In the wake of the rapid and total collapse of the American Health Care Act today, I sat down to write at New York about the GOP’s health care policy options going forward, before realizing there might not be any. Here were my thoughts:
The good news for Republicans that nobody much appreciates right now is that there was nothing mandatory about this whole messy enterprise. Yes, if they just give up on enacting a budget-reconciliation bill for fiscal year 2017 (that’s technically what the American Health Care Act is), they will defy the “instructions” they gave themselves back on January 13 when they enacted the budget resolution that put this runaway train in motion. Yes, there are both political and fiscal consequences for just bagging it. But there’s no judge who will fine them for it. So technically, the president is right: They can “move on,” and they can “punish” the American people by letting the Affordable Care Act stay in place.
And there was certainly nothing in Speaker Paul Ryan’s press conference after the bill was pulled to suggest any present intention to go back to the drawing board and come up with another bill. He admitted repeatedly that Obamacare would be in place “for the foreseeable future.” And then Donald Trump put the lid on the coffin by repeatedly saying nothing would happen on health care until Democrats joined in after Obamacare “explodes.”

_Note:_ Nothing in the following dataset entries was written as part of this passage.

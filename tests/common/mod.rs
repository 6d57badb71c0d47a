//! Shared fixtures: test stages and in-process TCP workers

#![allow(dead_code)]

use async_trait::async_trait;
use serde_json::{json, Value};
use std::net::SocketAddr;
use std::sync::atomic::{AtomicUsize, Ordering};
use std::sync::{Arc, Mutex};
use std::time::Duration;
use tokio::task::JoinHandle;

use stagecoach_core::{
    CoordinatorState, DistributedStage, GenerationToken, LocalStage, Stage, StageError, StageOutcome,
    StageRegistry, WorkerContext, WorkerIdentity,
};
use stagecoach_execution::{
    builtin_registry, ExecutionError, RemoteConnectionsConfig, WorkerExit, WorkerRestarter, WorkerRuntime,
};
use stagecoach_ipc::{HandshakeRequest, IpcError, TcpWorkerTransport};

/// Distributed stage counting its executions per worker
pub const RECORD_STAGE: &str = "record";
/// Distributed stage failing on the worker named by `fail_on`, or everywhere
/// when the configuration sets `fail = true`
pub const FLAKY_STAGE: &str = "flaky";
/// Local stage counting its executions on the coordinator
pub const MARK_STAGE: &str = "mark";
/// Distributed stage that takes `delay_ms` on the worker named by `slow_worker`
pub const LAG_STAGE: &str = "lag";

pub const MAX_PAYLOAD: usize = 1024 * 1024;

struct Record;

#[async_trait]
impl DistributedStage for Record {
    fn name(&self) -> &str {
        RECORD_STAGE
    }

    async fn execute_on_worker(&self, ctx: &mut WorkerContext<'_>) -> Result<Option<Value>, StageError> {
        let worker = ctx.worker_index();
        let count = ctx
            .values()
            .entry("record.count".to_string())
            .or_insert(json!(0));
        let next = count.as_u64().unwrap_or(0) + 1;
        *count = json!(next);
        Ok(Some(json!({ "worker": worker, "count": next })))
    }
}

struct Flaky {
    fail_on: Option<u64>,
    exit_on_failure: bool,
}

#[async_trait]
impl DistributedStage for Flaky {
    fn name(&self) -> &str {
        FLAKY_STAGE
    }

    fn exit_on_failure(&self) -> bool {
        self.exit_on_failure
    }

    async fn execute_on_worker(&self, ctx: &mut WorkerContext<'_>) -> Result<Option<Value>, StageError> {
        let configured = ctx
            .configuration()
            .and_then(|c| c.properties.get("fail"))
            .is_some_and(|v| v == "true");
        if configured || self.fail_on == Some(ctx.worker_index() as u64) {
            return Err(StageError::failed(format!("worker {} gave up", ctx.worker_index())));
        }
        Ok(None)
    }
}

struct Mark;

#[async_trait]
impl LocalStage for Mark {
    fn name(&self) -> &str {
        MARK_STAGE
    }

    async fn execute(&self, state: &mut CoordinatorState) -> Result<StageOutcome, StageError> {
        let marks = state.get("marks").and_then(Value::as_u64).unwrap_or(0);
        state.put("marks", json!(marks + 1));
        Ok(StageOutcome::Success)
    }
}

/// When a worker started or finished a stage
#[derive(Debug, Clone, Copy, PartialEq, Eq)]
pub enum LagEvent {
    Started { worker: usize, stage_id: usize },
    Finished { worker: usize, stage_id: usize },
}

/// Worker-side lag events in the order they happened, across all workers
pub type LagLog = Arc<Mutex<Vec<LagEvent>>>;

struct Lag {
    slow_worker: Option<u64>,
    delay: Duration,
    log: LagLog,
}

#[async_trait]
impl DistributedStage for Lag {
    fn name(&self) -> &str {
        LAG_STAGE
    }

    async fn execute_on_worker(&self, ctx: &mut WorkerContext<'_>) -> Result<Option<Value>, StageError> {
        let worker = ctx.worker_index();
        let stage_id = ctx.stage_id();
        self.log.lock().unwrap().push(LagEvent::Started { worker, stage_id });
        if self.slow_worker == Some(worker as u64) {
            tokio::time::sleep(self.delay).await;
        }
        self.log.lock().unwrap().push(LagEvent::Finished { worker, stage_id });
        Ok(None)
    }
}

/// Built-in stages plus a lag stage writing to `log`
pub fn lagging_registry(log: LagLog) -> Arc<StageRegistry> {
    let mut registry = builtin_registry();
    registry.register(LAG_STAGE, move |descriptor| {
        Ok(Stage::Distributed(Box::new(Lag {
            slow_worker: descriptor.u64_property("slow_worker")?,
            delay: Duration::from_millis(descriptor.u64_property("delay_ms")?.unwrap_or(0)),
            log: log.clone(),
        })))
    });
    Arc::new(registry)
}

/// Built-in stages plus the test stages
pub fn registry() -> Arc<StageRegistry> {
    let mut registry = builtin_registry();
    registry
        .register(RECORD_STAGE, |_| Ok(Stage::Distributed(Box::new(Record))))
        .register(FLAKY_STAGE, |descriptor| {
            Ok(Stage::Distributed(Box::new(Flaky {
                fail_on: descriptor.u64_property("fail_on")?,
                exit_on_failure: descriptor.bool_property("exit_on_failure")?.unwrap_or(false),
            })))
        })
        .register(MARK_STAGE, |_| Ok(Stage::Local(Box::new(Mark))));
    Arc::new(registry)
}

pub fn remote_config(expected_workers: usize) -> RemoteConnectionsConfig {
    RemoteConnectionsConfig {
        bind_address: "127.0.0.1".to_string(),
        port: 0,
        expected_workers,
        discovery_timeout: Duration::from_secs(10),
        reconnect_timeout: Duration::from_secs(10),
        handshake_timeout: Duration::from_secs(5),
        max_payload_len: MAX_PAYLOAD,
    }
}

pub async fn connect(
    addr: SocketAddr,
    index: Option<usize>,
    generation: GenerationToken,
) -> Result<(TcpWorkerTransport, WorkerIdentity), IpcError> {
    let (transport, response) = TcpWorkerTransport::connect(
        addr,
        HandshakeRequest::new(index, generation),
        100,
        Duration::from_millis(20),
        MAX_PAYLOAD,
    )
    .await?;
    Ok((transport, WorkerIdentity::new(response.assigned_index, generation)))
}

/// Run a worker loop on its own task, as a worker process would
pub fn spawn_worker(
    addr: SocketAddr,
    registry: Arc<StageRegistry>,
    index: Option<usize>,
    generation: GenerationToken,
    restarter: Option<Arc<dyn WorkerRestarter>>,
) -> JoinHandle<Result<WorkerExit, ExecutionError>> {
    tokio::spawn(async move {
        let (transport, identity) = connect(addr, index, generation).await?;
        let mut runtime = WorkerRuntime::new(transport, identity, registry);
        if let Some(restarter) = restarter {
            runtime = runtime.with_restarter(restarter);
        }
        runtime.run().await
    })
}

pub fn spawn_workers(addr: SocketAddr, registry: &Arc<StageRegistry>, count: usize) -> Vec<JoinHandle<Result<WorkerExit, ExecutionError>>> {
    (0..count)
        .map(|_| spawn_worker(addr, registry.clone(), None, GenerationToken::first(), None))
        .collect()
}

/// How replacement workers announce themselves
#[derive(Debug, Clone, Copy, PartialEq, Eq)]
pub enum Rejoin {
    /// Request the previous index with the announced token
    SameIndex,
    /// Request any slot with the announced token
    AnySlot,
    /// Let an impostor with a different token try the slot first
    Impostor,
}

/// Restarts workers as new tasks in this process
pub struct TaskRestarter {
    addr: SocketAddr,
    registry: Arc<StageRegistry>,
    rejoin: Rejoin,
    pub replacements: Mutex<Vec<JoinHandle<Result<WorkerExit, ExecutionError>>>>,
    pub rejected_impostors: AtomicUsize,
}

impl TaskRestarter {
    pub fn new(addr: SocketAddr, registry: Arc<StageRegistry>, rejoin: Rejoin) -> Arc<Self> {
        Arc::new(Self {
            addr,
            registry,
            rejoin,
            replacements: Mutex::new(Vec::new()),
            rejected_impostors: AtomicUsize::new(0),
        })
    }

    pub fn take_replacements(&self) -> Vec<JoinHandle<Result<WorkerExit, ExecutionError>>> {
        std::mem::take(&mut *self.replacements.lock().unwrap())
    }
}

#[async_trait]
impl WorkerRestarter for TaskRestarter {
    async fn spawn_replacement(&self, identity: WorkerIdentity) -> Result<(), ExecutionError> {
        if self.rejoin == Rejoin::Impostor {
            let forged = GenerationToken::generate();
            // The coordinator closes the socket instead of answering
            if connect(self.addr, Some(identity.index), forged).await.is_err() {
                self.rejected_impostors.fetch_add(1, Ordering::SeqCst);
            }
            return Ok(());
        }

        let index = match self.rejoin {
            Rejoin::AnySlot => None,
            _ => Some(identity.index),
        };
        let handle = spawn_worker(self.addr, self.registry.clone(), index, identity.generation, None);
        self.replacements.lock().unwrap().push(handle);
        Ok(())
    }
}
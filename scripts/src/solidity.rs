//! Definitions of the Solidity interfaces called during seeding

use alloy::sol;
use alloy_primitives::{Bytes, U256};
use alloy_sol_types::{SolCall, SolConstructor};

use crate::{
    errors::SeedError,
    types::{CreationParams, FinalizeLinkage},
};

sol! {
    interface IRealEstateDao {
        function finalizePropertyLite(
            address token,
            address vault,
            address distributor,
            address admin,
            uint256 reserveBps
        ) external;
    }

    #[sol(rpc)]
    interface IFractionToken {
        function totalSupply() external view returns (uint256);
        function balanceOf(address account) external view returns (uint256);
    }

    contract FractionTokenLite {
        constructor(
            string memory name,
            string memory symbol,
            address admin,
            address initialHolder,
            uint256 initialSupply
        );
    }

    contract PropertyVault {
        constructor(address dao, address propertyManager);
    }

    contract RentDistributor {
        constructor(address token, address vault);
    }
}

/// ABI-encode the constructor arguments for the given component
pub fn constructor_args(params: &CreationParams) -> Result<Vec<u8>, SeedError> {
    let encoded = match params {
        CreationParams::Token {
            name,
            symbol,
            admin,
            initial_holder,
            initial_supply,
        } => FractionTokenLite::constructorCall {
            name: name.clone(),
            symbol: symbol.clone(),
            admin: *admin,
            initialHolder: *initial_holder,
            initialSupply: *initial_supply,
        }
        .abi_encode(),
        CreationParams::Vault {
            registry,
            property_manager,
        } => PropertyVault::constructorCall {
            dao: *registry,
            propertyManager: *property_manager,
        }
        .abi_encode(),
        CreationParams::Distributor { token, vault } => RentDistributor::constructorCall {
            token: *token,
            vault: *vault,
        }
        .abi_encode(),
        CreationParams::Registry => {
            return Err(SeedError::CalldataConstruction(
                "the registry is not deployed by the seeder".to_string(),
            ))
        }
    };

    Ok(encoded)
}

/// Build the creation code for a component: its bytecode followed by its
/// encoded constructor arguments
pub fn creation_code(bytecode: &Bytes, params: &CreationParams) -> Result<Bytes, SeedError> {
    let mut code = bytecode.to_vec();
    code.extend(constructor_args(params)?);
    Ok(code.into())
}

/// Prepare calldata for the registry's `finalizePropertyLite` method
pub fn finalize_calldata(linkage: &FinalizeLinkage) -> Bytes {
    IRealEstateDao::finalizePropertyLiteCall {
        token: linkage.token,
        vault: linkage.vault,
        distributor: linkage.distributor,
        admin: linkage.admin,
        reserveBps: U256::from(linkage.reserve_bps),
    }
    .abi_encode()
    .into()
}
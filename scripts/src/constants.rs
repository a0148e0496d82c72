//! Constants used in the seeding scripts

/// The default RPC url, a dev node on the local machine
pub const DEFAULT_RPC_URL: &str = "http://127.0.0.1:8545";

/// The default private key, the first pre-funded account of a local dev node
pub const DEFAULT_PRIV_KEY: &str =
    "0xac0974bec39a17e36ba4a6b4d238ff944bacb478cbed5efcae784d7bf4f2ff80";

/// The default location of the deployments file written by the migration
pub const DEFAULT_DEPLOYMENTS_PATH: &str = "frontend/src/config/deployments/local.json";

/// The default directory containing the compiled contract artifacts
pub const DEFAULT_ARTIFACTS_DIR: &str = "build/contracts";

/// The key under which the migration records the network name
pub const NETWORK_KEY: &str = "network";

/// The field of a build artifact holding the contract's creation bytecode
pub const ARTIFACT_BYTECODE_KEY: &str = "bytecode";

/// The extension of a build artifact
pub const ARTIFACT_EXTENSION: &str = "json";

/// The default share token name
pub const DEFAULT_TOKEN_NAME: &str = "Amman Residence";

/// The default share token symbol
pub const DEFAULT_TOKEN_SYMBOL: &str = "AMMN";

/// The default number of shares minted to the deployer
pub const DEFAULT_INITIAL_SUPPLY: u64 = 1_000_000;

/// The default rent reserve fraction, in basis points
pub const DEFAULT_RESERVE_BPS: u16 = 500;

/// The largest reserve fraction the registry accepts, in basis points
pub const MAX_RESERVE_BPS: u16 = 10_000;

/// The smallest gas limit attached to a seeding transaction
pub const DEFAULT_GAS_FLOOR: u64 = 8_000_000;

/// The headroom kept between a seeding transaction and the block gas limit
pub const DEFAULT_GAS_MARGIN: u64 = 1_000_000;

/// The default time to wait for a transaction to be confirmed, in seconds
pub const DEFAULT_CONFIRMATION_TIMEOUT_SECS: u64 = 120;

/// How often to poll for a transaction receipt, in milliseconds
pub const RECEIPT_POLL_INTERVAL_MS: u64 = 250;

Barring some second wind for a repeal/replace effort, or the unquenchable possibility that Donald Trump will change his mind, it will probably become an agenda item that slips into the future, or at least until 2018. The possible exception, particularly if the current system of individual health insurance continues to struggle with higher premiums and the withdrawal of insurers from purchasing exchanges, would be for Republicans to ask Democrats to cooperate in some sort of “fix” that they could market as sort of repeal-and-replace on the cheap.
Is it possible Democrats would be interested in this sort of deal once they finish celebrating the implosion of Trumpcare? Probably not anytime soon. The only vehicle for a bipartisan compromise at the moment is the Cassidy-Collins proposal that lets states decide whether to stick with Obamacare (including the Medicaid expansion) or move in a more conservative direction. This might have been enticing to some blue-state governors and Members of Congress back when it looked like Republicans had the means to enact something far more draconian. But at the moment it would look like a betrayal of Democratic constituencies in red states.
What might happen instead is that Republicans, freed from the responsibility of actually enacting anything, which their trifecta and the budget reconciliation made possible, will retreat to proposing impracticable health-care legislation they know Democrats won’t support and can easily filibuster. It will be just like Obama is still president and Republicans could demagogue on health care to their hearts’ desire!
In the short term, Republicans will have to deal with some immediate challenges exacerbated by this fiasco, like the need to satisfy their anti-abortion constituents by “defunding” Planned Parenthood, pursuing a tax-cut package without the improved revenue “baseline” that AHCA would have provided, and finding a new vehicle for “reforming” Medicaid (i.e., capping federal expenditures).
From a longer perspective, Republicans now understand how Democrats felt when the Clinton Health Plan went down to defeat in 1994. If it takes them half as long as it took Democrats to take another swing for the fences on health-care policy, we won’t soon see any vindication of the doomed effort that died today.